I am working on a anti-spam chat bot and have been using the following Regex to catch spammers.

spam = re.compile(ur'(?:\b(\w+)\b) (?:\1(?: |$))+')

But, the issue with this is that it triggers when the same word repeated twice. How do i make this so it triggers if the word is repeated 4 times in total not just 2 times?

Thanks in Advanced!

Mr.Unknown21
  • 35
  • 1
  • 6
  • 2
    Read about "regex quantifiers". Check the [regex reference](http://stackoverflow.com/a/22944075).

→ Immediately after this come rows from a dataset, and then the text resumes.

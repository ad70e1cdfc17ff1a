//! Ladder engine configuration.

use std::fmt;
use std::time::Duration;

use ladder_core::{RetryPolicy, Side};
use rand::Rng;
use rust_decimal::prelude::{FromPrimitive, ToPrimitive};
use rust_decimal::Decimal;
use serde::{Deserialize, Serialize};

use crate::error::{EngineError, EngineResult};

/// Which side(s) an engine quotes.
#[derive(Debug, Clone, Copy, PartialEq, Eq, Serialize, Deserialize)]
#[serde(try_from = "String", into = "String")]
pub enum EngineMode {
    /// Quote one side only.
    Single(Side),
    /// Quote both sides through one adapter, bid first.
    Dual,
}

impl EngineMode {
    /// Sides in play, in execution order.
    pub fn sides(&self) -> &'static [Side] {
        match self {
            Self::Single(Side::Bid) => &[Side::Bid],
            Self::Single(Side::Ask) => &[Side::Ask],
            Self::Dual => &Side::BOTH,
        }
    }

    pub fn is_dual(&self) -> bool {
        matches!(self, Self::Dual)
    }

    pub fn as_str(&self) -> &'static str {
        match self {
            Self::Single(side) => side.as_str(),
            Self::Dual => "dual",
        }
    }
}

impl Default for EngineMode {
    fn default() -> Self {
        Self::Single(Side::Bid)
    }
}

impl fmt::Display for EngineMode {
    fn fmt(&self, f: &mut fmt::Formatter<'_>) -> fmt::Result {
        f.write_str(self.as_str())
    }
}

impl TryFrom<String> for EngineMode {
    type Error = String;

    fn try_from(value: String) -> Result<Self, Self::Error> {
        match value.trim().to_ascii_lowercase().as_str() {
            "bid" => Ok(Self::Single(Side::Bid)),
            "ask" => Ok(Self::Single(Side::Ask)),
            "dual" => Ok(Self::Dual),
            other => Err(format!("unknown engine mode {other:?} (bid|ask|dual)")),
        }
    }
}

impl From<EngineMode> for String {
    fn from(mode: EngineMode) -> Self {
        mode.as_str().to_string()
    }
}

/// Weighting policy for splitting a budget across ladder levels.
#[derive(Debug, Clone, Copy, Default, Serialize, Deserialize, PartialEq, Eq)]
#[serde(rename_all = "lowercase")]
pub enum DistributionMode {
    /// Same weight for every level.
    #[default]
    Equal,
    /// Weight proportional to distance from the anchor (1, 2, .., N).
    Pyramid,
}

impl DistributionMode {
    pub fn as_str(&self) -> &'static str {
        match self {
            Self::Equal => "equal",
            Self::Pyramid => "pyramid",
        }
    }
}

/// Per-side budget: a fixed amount or a share of the live balance.
///
/// For bids `amount` is quote notional. For asks `amount` is the quote
/// value of the coin to commit, converted at the reference price.
#[derive(Debug, Clone, Copy, PartialEq, Eq, Serialize, Deserialize)]
#[serde(tag = "mode", rename_all = "lowercase")]
pub enum SideBudget {
    Fixed { amount: Decimal },
    Ratio { ratio: Decimal },
}

impl Default for SideBudget {
    fn default() -> Self {
        Self::Ratio {
            ratio: Decimal::new(5, 1), // 0.5
        }
    }
}

/// Random offset applied to the quoted anchor at each full rebalance.
#[derive(Debug, Clone, Copy, Default, Serialize, Deserialize, PartialEq, Eq)]
pub struct PriceJitter {
    #[serde(default)]
    pub enabled: bool,
    /// Lower bound, percent.
    #[serde(default)]
    pub min_percent: Decimal,
    /// Upper bound, percent.
    #[serde(default)]
    pub max_percent: Decimal,
}

impl PriceJitter {
    /// Draw an adjustment, percent, uniformly from the bounds.
    ///
    /// Zero when disabled. Rounded to 4 decimal places.
    pub fn draw<R: Rng + ?Sized>(&self, rng: &mut R) -> Decimal {
        if !self.enabled {
            return Decimal::ZERO;
        }
        if self.min_percent >= self.max_percent {
            return self.min_percent;
        }
        let (Some(min), Some(max)) = (self.min_percent.to_f64(), self.max_percent.to_f64()) else {
            return Decimal::ZERO;
        };
        let draw: f64 = rng.gen_range(min..=max);
        Decimal::from_f64(draw)
            .map(|d| d.round_dp(4).clamp(self.min_percent, self.max_percent))
            .unwrap_or(Decimal::ZERO)
    }
}

/// Pauses and retry caps around adapter calls.
#[derive(Debug, Clone, Serialize, Deserialize, PartialEq, Eq)]
pub struct EngineTiming {
    /// Control loop resolution.
    #[serde(default = "default_poll_interval_ms")]
    pub poll_interval_ms: u64,

    /// Pause after every accepted placement.
    #[serde(default = "default_settle_after_place_ms")]
    pub settle_after_place_ms: u64,

    /// Pause after the bait before reading the book.
    #[serde(default = "default_settle_after_bait_ms")]
    pub settle_after_bait_ms: u64,

    /// Attempts per order submission.
    #[serde(default = "default_order_retry_attempts")]
    pub order_retry_attempts: u32,

    /// Fixed delay between submission attempts.
    #[serde(default = "default_order_retry_delay_ms")]
    pub order_retry_delay_ms: u64,

    /// Full cleanup attempts at startup.
    #[serde(default = "default_cleanup_attempts")]
    pub cleanup_attempts: u32,

    /// Pause between cleanup attempts.
    #[serde(default = "default_cleanup_retry_delay_ms")]
    pub cleanup_retry_delay_ms: u64,

    /// Pause before the first cleanup attempt.
    #[serde(default = "default_startup_settle_ms")]
    pub startup_settle_ms: u64,
}

impl EngineTiming {
    pub fn poll_interval(&self) -> Duration {
        Duration::from_millis(self.poll_interval_ms)
    }

    pub fn settle_after_place(&self) -> Duration {
        Duration::from_millis(self.settle_after_place_ms)
    }

    pub fn settle_after_bait(&self) -> Duration {
        Duration::from_millis(self.settle_after_bait_ms)
    }

    pub fn startup_settle(&self) -> Duration {
        Duration::from_millis(self.startup_settle_ms)
    }

    pub fn order_retry_policy(&self) -> RetryPolicy {
        RetryPolicy::fixed(
            self.order_retry_attempts,
            Duration::from_millis(self.order_retry_delay_ms),
        )
    }

    pub fn cleanup_retry_policy(&self) -> RetryPolicy {
        RetryPolicy::fixed(
            self.cleanup_attempts,
            Duration::from_millis(self.cleanup_retry_delay_ms),
        )
    }

    /// All pauses zero, same attempt caps. For tests and dry runs.
    pub fn immediate() -> Self {
        Self {
            poll_interval_ms: default_poll_interval_ms(),
            settle_after_place_ms: 0,
            settle_after_bait_ms: 0,
            order_retry_attempts: default_order_retry_attempts(),
            order_retry_delay_ms: 0,
            cleanup_attempts: default_cleanup_attempts(),
            cleanup_retry_delay_ms: 0,
            startup_settle_ms: 0,
        }
    }
}

impl Default for EngineTiming {
    fn default() -> Self {
        Self {
            poll_interval_ms: default_poll_interval_ms(),
            settle_after_place_ms: default_settle_after_place_ms(),
            settle_after_bait_ms: default_settle_after_bait_ms(),
            order_retry_attempts: default_order_retry_attempts(),
            order_retry_delay_ms: default_order_retry_delay_ms(),
            cleanup_attempts: default_cleanup_attempts(),
            cleanup_retry_delay_ms: default_cleanup_retry_delay_ms(),
            startup_settle_ms: default_startup_settle_ms(),
        }
    }
}

/// Engine configuration. Immutable for the life of an engine.
#[derive(Debug, Clone, Serialize, Deserialize)]
pub struct EngineConfig {
    /// Base asset ticker, e.g. "BTC". A trailing "USDT" is stripped.
    #[serde(default = "default_ticker")]
    pub ticker: String,

    #[serde(default)]
    pub mode: EngineMode,

    /// Resting orders per side, anchor order included.
    #[serde(default = "default_levels")]
    pub levels: u32,

    /// Geometric spacing between levels, percent.
    #[serde(default = "default_step_percent")]
    pub step_percent: Decimal,

    #[serde(default = "default_rebalance_interval_sec")]
    pub rebalance_interval_sec: u64,

    #[serde(default = "default_refill_interval_sec")]
    pub refill_interval_sec: u64,

    /// Upper bound on a single cancel during trimming.
    #[serde(default = "default_cancel_row_timeout_sec")]
    pub cancel_row_timeout_sec: u64,

    #[serde(default = "default_max_cancel_ops_per_cycle")]
    pub max_cancel_ops_per_cycle: u32,

    /// Share of the side budget given to the anchor order (0..=1).
    #[serde(default = "default_anchor_budget_ratio")]
    pub anchor_budget_ratio: Decimal,

    #[serde(default)]
    pub distribution_mode: DistributionMode,

    /// Quote notional of a bait order.
    #[serde(default = "default_min_order_notional")]
    pub min_order_notional: Decimal,

    #[serde(default)]
    pub bid_budget: SideBudget,

    #[serde(default)]
    pub ask_budget: SideBudget,

    #[serde(default)]
    pub jitter: PriceJitter,

    /// Trim resting orders beyond `levels`.
    #[serde(default = "default_true")]
    pub excess_order_removal: bool,

    /// Absolute move, percent, that forces a dual-side full rebalance.
    #[serde(default = "default_dual_rebalance_threshold_percent")]
    pub dual_rebalance_threshold_percent: Decimal,

    #[serde(default)]
    pub timing: EngineTiming,
}

impl Default for EngineConfig {
    fn default() -> Self {
        Self {
            ticker: default_ticker(),
            mode: EngineMode::default(),
            levels: default_levels(),
            step_percent: default_step_percent(),
            rebalance_interval_sec: default_rebalance_interval_sec(),
            refill_interval_sec: default_refill_interval_sec(),
            cancel_row_timeout_sec: default_cancel_row_timeout_sec(),
            max_cancel_ops_per_cycle: default_max_cancel_ops_per_cycle(),
            anchor_budget_ratio: default_anchor_budget_ratio(),
            distribution_mode: DistributionMode::default(),
            min_order_notional: default_min_order_notional(),
            bid_budget: SideBudget::default(),
            ask_budget: SideBudget::default(),
            jitter: PriceJitter::default(),
            excess_order_removal: true,
            dual_rebalance_threshold_percent: default_dual_rebalance_threshold_percent(),
            timing: EngineTiming::default(),
        }
    }
}

impl EngineConfig {
    /// Budget setting for one side.
    pub fn budget(&self, side: Side) -> SideBudget {
        match side {
            Side::Bid => self.bid_budget,
            Side::Ask => self.ask_budget,
        }
    }

    /// Level spacing as a fraction.
    pub fn step_fraction(&self) -> Decimal {
        self.step_percent / Decimal::ONE_HUNDRED
    }

    pub fn rebalance_interval(&self) -> Duration {
        Duration::from_secs(self.rebalance_interval_sec)
    }

    pub fn refill_interval(&self) -> Duration {
        Duration::from_secs(self.refill_interval_sec)
    }

    pub fn cancel_timeout(&self) -> Duration {
        Duration::from_secs(self.cancel_row_timeout_sec)
    }

    /// Check every parameter. Any violation is fatal at startup.
    pub fn validate(&self) -> EngineResult<()> {
        let fail = |msg: String| Err(EngineError::Config(msg));

        if self.ticker.trim().is_empty() {
            return fail("ticker must not be empty".to_string());
        }
        if self.levels < 1 {
            return fail(format!("levels must be >= 1, got {}", self.levels));
        }
        if self.step_percent <= Decimal::ZERO || self.step_percent >= Decimal::ONE_HUNDRED {
            return fail(format!(
                "step_percent must be in (0, 100), got {}",
                self.step_percent
            ));
        }
        if self.anchor_budget_ratio < Decimal::ZERO || self.anchor_budget_ratio > Decimal::ONE {
            return fail(format!(
                "anchor_budget_ratio must be in [0, 1], got {}",
                self.anchor_budget_ratio
            ));
        }
        if self.min_order_notional <= Decimal::ZERO {
            return fail(format!(
                "min_order_notional must be > 0, got {}",
                self.min_order_notional
            ));
        }
        for side in Side::BOTH {
            match self.budget(side) {
                SideBudget::Fixed { amount } if amount <= Decimal::ZERO => {
                    return fail(format!("{side} fixed budget must be > 0, got {amount}"));
                }
                SideBudget::Ratio { ratio } if ratio <= Decimal::ZERO || ratio > Decimal::ONE => {
                    return fail(format!("{side} budget ratio must be in (0, 1], got {ratio}"));
                }
                _ => {}
            }
        }
        if self.jitter.min_percent > self.jitter.max_percent {
            return fail(format!(
                "jitter min_percent {} exceeds max_percent {}",
                self.jitter.min_percent, self.jitter.max_percent
            ));
        }
        let hundred = Decimal::ONE_HUNDRED;
        if self.jitter.min_percent <= -hundred || self.jitter.max_percent >= hundred {
            return fail(format!(
                "jitter bounds must be within (-100, 100), got [{}, {}]",
                self.jitter.min_percent, self.jitter.max_percent
            ));
        }
        if self.max_cancel_ops_per_cycle < 1 {
            return fail("max_cancel_ops_per_cycle must be >= 1".to_string());
        }
        if self.rebalance_interval_sec == 0 || self.refill_interval_sec == 0 {
            return fail("rebalance and refill intervals must be non-zero".to_string());
        }
        if self.cancel_row_timeout_sec == 0 {
            return fail("cancel_row_timeout_sec must be non-zero".to_string());
        }
        if self.timing.poll_interval_ms == 0 {
            return fail("timing.poll_interval_ms must be non-zero".to_string());
        }
        if self.dual_rebalance_threshold_percent < Decimal::ZERO {
            return fail("dual_rebalance_threshold_percent must be >= 0".to_string());
        }
        Ok(())
    }
}

fn default_true() -> bool {
    true
}
fn default_ticker() -> String {
    "BTC".to_string()
}
fn default_levels() -> u32 {
    5
}
fn default_step_percent() -> Decimal {
    Decimal::new(5, 1) // 0.5%
}
fn default_rebalance_interval_sec() -> u64 {
    60
}
fn default_refill_interval_sec() -> u64 {
    10
}
fn default_cancel_row_timeout_sec() -> u64 {
    5
}
fn default_max_cancel_ops_per_cycle() -> u32 {
    5
}
fn default_anchor_budget_ratio() -> Decimal {
    Decimal::new(2, 1) // 0.2
}
fn default_min_order_notional() -> Decimal {
    Decimal::new(5, 0) // 5 USDT
}
fn default_dual_rebalance_threshold_percent() -> Decimal {
    Decimal::new(3, 1) // 0.3%
}
fn default_poll_interval_ms() -> u64 {
    500
}
fn default_settle_after_place_ms() -> u64 {
    150
}
fn default_settle_after_bait_ms() -> u64 {
    300
}
fn default_order_retry_attempts() -> u32 {
    3
}
fn default_order_retry_delay_ms() -> u64 {
    1000
}
fn default_cleanup_attempts() -> u32 {
    3
}
fn default_cleanup_retry_delay_ms() -> u64 {
    2000
}
fn default_startup_settle_ms() -> u64 {
    3000
}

Also your example doesn't "just match 2 times". – HamZa Oct 13 '14 at 20:49
  • HamZa nailed it, here's a resource for python: http://www.informit.com/articles/article.aspx?p=1278986 – Devarsh Desai Oct 13 '14 at 20:56

1 Answers1

0

This is for 4 times in a row.
More generally, you can replace space [ ] with whitespace \s+ and allow for some separation.

 # \b(\w+)(?:[ ]\1(?=[ ]|$)){3}

 \b 
 ( \w+ )                # (1), One
 (?:                    # Plus
      [ ] 
      \1                # Three
      (?= [ ] | $ )
 ){3}
                        # Four Total